§ WHAT YOU SHOULD DO:
Set the records down once more so that they match the source word for word.

§ ENTRIES SHOWN:
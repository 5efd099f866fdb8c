//! Routing subsystem.
//!
//! # Data Flow
//! ```text
//! Successful reload:
//!     GatewayConfig (validated)
//!     → table.rs (index by name, keep file order)
//!     → registry.rs (assign generation, atomic swap)
//!
//! Request:
//!     registry.current() → Arc<RouteTable> held for the whole request
//!     → lookup by name
//! ```
//!
//! # Design Decisions
//! - Tables are immutable; reloads replace, never edit
//! - One table per generation, generations strictly increase
//! - Staleness of at most one poll interval is accepted

pub mod registry;
pub mod table;

pub use registry::RouteRegistry;
pub use table::RouteTable;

§ REPLY:
repository 5efd099f866fdb8c
//! Routing subsystem.
//!
//! # Data Flow
//! ```text
//! Successful reload:
//!     GatewayConfig (validated)
//!     → table.rs (index by name, keep file order)
//!     → registry.rs (assign generation, atomic swap)
//!
//! Request:
//!     registry.current() → Arc<RouteTable> held for the whole request
//!     → lookup by name
//! ```
//!
//! # Design Decisions
//! - Tables are immutable; reloads replace, never edit
//! - One table per generation, generations strictly increase
//! - Staleness of at most one poll interval is accepted

pub mod registry;
pub mod table;

pub use registry::RouteRegistry;
pub use table::RouteTable;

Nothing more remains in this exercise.